Exhibition

CONTACT HIGH: A Visual History of Hip-Hop

International Center of Photography, New York, United States
25 Jan 2020 - 18 May 2020

Barron Claiborne, (Detail) Biggie Smalls, King of New York, Wall Street, New York, 1997.

Barron Claiborne, (Detail) Biggie Smalls, King of New York, Wall Street, New York, 1997.

CONTACT HIGH: A Visual History of Hip-Hop explores four decades of photography, from the late 1970s to today, documenting a revolution not just in music, but in politics, race relations, fashion, and culture. The images—many of them displayed alongside contact sheets from the session—give us a rare glimpse into the creative process behind some of hip-hop’s most iconic photos.

While the music was establishing itself as a cultural force, photographers were on the scene, documenting the urban spaces where hip-hop came alive.

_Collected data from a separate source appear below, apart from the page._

//! Per-domain TTL defaults.

use std::collections::BTreeMap;

use opme_core::CacheSettings;

use super::key::CacheDomain;

const MINUTE: u64 = 60;
const HOUR: u64 = 60 * MINUTE;
const DAY: u64 = 24 * HOUR;

/// Default TTL for a domain, in seconds.
fn default_ttl_secs(domain: CacheDomain) -> u64 {
    match domain {
        // Embeddings only change when the model does.
        CacheDomain::Embedding => 7 * DAY,
        CacheDomain::Registry => DAY,
        CacheDomain::Completion => DAY,
        CacheDomain::Product => 15 * MINUTE,
        CacheDomain::Search => 10 * MINUTE,
        CacheDomain::Dashboard => 5 * MINUTE,
    }
}

/// Table mapping each [`CacheDomain`] to its default TTL.
#[derive(Debug, Clone, PartialEq, Eq)]
pub struct TtlPolicy {
    ttls: BTreeMap<CacheDomain, u64>,
}

impl Default for TtlPolicy {
    fn default() -> Self {
        Self {
            ttls: CacheDomain::ALL
                .into_iter()
                .map(|d| (d, default_ttl_secs(d)))
                .collect(),
        }
    }
}

impl TtlPolicy {
    /// Create the default policy.
    pub fn new() -> Self {
        Self::default()
    }

    /// Build the policy from settings, applying any per-domain overrides.
    ///
    /// Overrides naming an unknown domain, or a zero TTL, are logged and
    /// ignored.
    pub fn from_settings(settings: &CacheSettings) -> Self {
        let mut policy = Self::default();
        for (name, secs) in &settings.ttl_overrides {
            match CacheDomain::from_name(name) {
                Some(domain) => policy = policy.with_override(domain, *secs),
                None => {
                    tracing::warn!(
                        domain = %name,
                        "Ignoring TTL override for unknown cache domain"
                    );
                }
            }
        }
        policy
    }

    /// Override the TTL for one domain. A zero TTL is ignored.
    pub fn with_override(mut self, domain: CacheDomain, ttl_secs: u64) -> Self {
        if ttl_secs == 0 {
            tracing::warn!(%domain, "Ignoring zero TTL override");
            return self;
        }
        self.ttls.insert(domain, ttl_secs);
        self
    }

    /// TTL in seconds for a domain.
    pub fn ttl_secs(&self, domain: CacheDomain) -> u64 {
        self.ttls
            .get(&domain)
            .copied()
            .unwrap_or_else(|| default_ttl_secs(domain))
    }

    /// Iterate over (domain, ttl_secs) pairs.
    pub fn iter(&self) -> impl Iterator<Item = (CacheDomain, u64)> + '_ {
        self.ttls.iter().map(|(d, s)| (*d, *s))
    }
}
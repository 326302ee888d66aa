//! Append-only, hash-chained audit trail.
//!
//! Every regulated business action (approvals, price changes, access to
//! patient data, exports) is recorded as an [`AuditBlock`]. Each block
//! carries the SHA-256 of its own canonical encoding and the hash of the
//! block before it, so any edit, removal or reordering of persisted blocks
//! is detectable by recomputation.
//!
//! # Concurrency
//!
//! Appends use optimistic concurrency: read the head, build the next block,
//! write it only if the head hasn't moved. A conflicting writer retries from
//! the read. Appends fail hard; an action whose audit block could not be
//! persisted must not be reported as done.
//!
//! # Example
//!
//! ```ignore
//! let store = Arc::new(InMemoryAuditStore::new());
//! let trail = AuditTrail::new(store, ChainPartition::Global, &settings);
//!
//! trail.append(AppendRequest::new(
//!     ActionType::Approve,
//!     "surgery_request",
//!     "SR-2026-0042",
//!     "user:dr.almeida",
//!     AuditPayload::Decision { approved: true, reason: None },
//! )).await?;
//!
//! let report = trail.verify_chain(None, None).await?;
//! let bundle = trail.export_range(0, 10).await?.to_json()?;
//! ```

pub mod block;
pub mod canonical;
pub mod export;
pub mod memory;
pub mod payload;
pub mod store;
pub mod trail;
pub mod verify;

pub use block::{ActionType, AppendRequest, AuditBlock, BlockHash, ChainHead, ChainPartition};
pub use canonical::{compute_block_hash, CANON_VERSION, HASH_ALGORITHM};
pub use export::{ExportBundle, EXPORT_FORMAT_VERSION};
pub use memory::InMemoryAuditStore;
pub use payload::{AuditPayload, FieldChange};
pub use store::{AuditStore, AuditStoreError};
pub use trail::{AuditTrail, COMPLIANCE_TARGET};
pub use verify::{
    range_len, verify_blocks, ChainIntegrityViolation, VerificationResult, ViolationKind,
};
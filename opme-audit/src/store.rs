//! Audit store trait.

use async_trait::async_trait;
use opme_core::StorageError;
use thiserror::Error;

use crate::block::{AuditBlock, ChainHead, ChainPartition};

/// Failure of a conditional append.
#[derive(Debug, Clone, Error, PartialEq, Eq)]
pub enum AuditStoreError {
    /// The chain head moved since it was read.
    #[error("Chain head moved: expected {expected:?}, found {actual:?}")]
    Conflict {
        expected: Option<ChainHead>,
        actual: Option<ChainHead>,
    },

    #[error(transparent)]
    Storage(#[from] StorageError),
}

/// Persistence for audit chains.
///
/// The store does not hash or verify anything. It only guarantees that
/// [`append_if_head`](AuditStore::append_if_head) is atomic: the block is
/// written if and only if the partition's head still equals `expected`.
/// Blocks are never updated or deleted through this trait.
#[async_trait]
pub trait AuditStore: Send + Sync {
    /// Current head of a partition, or `None` for an empty chain.
    async fn head(&self, partition: &ChainPartition) -> Result<Option<ChainHead>, StorageError>;

    /// Append `block` if the head of `partition` is still `expected`.
    async fn append_if_head(
        &self,
        partition: &ChainPartition,
        expected: Option<ChainHead>,
        block: AuditBlock,
    ) -> Result<(), AuditStoreError>;

    /// Blocks in chain slots `from..=to`, in order. Slots past the end are
    /// omitted.
    async fn range(
        &self,
        partition: &ChainPartition,
        from: u64,
        to: u64,
    ) -> Result<Vec<AuditBlock>, StorageError>;

    /// Short backend name for logs.
    fn backend_name(&self) -> &'static str;
}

The music reflected everyday experience; the images captured and memorialized it, providing a necessary perspective—sometimes empowering, sometimes controversial.

A single image can define a decisive moment, creating an instant icon. And that’s exactly the point. Photography has helped shape hip-hop, which has always been about self-definition. Press photos and album covers announce the arrival of the style, swagger, bravado, singularity, and artistry that help the performer become an icon. For this genre that speaks truth to power, reclaims and concretizes identity, idealizes self-representation, and visualizes political rhetoric, the images are inseparable from the music.

Today, moments become decisive on Instagram, and the shift to digital photography has made the contact sheet pretty much obsolete. Contact High pays tribute to the way a new genre reinvented popular music—back when nobody knew where hip-hop could go or how long it might last, back before hip-hop exploded worldwide.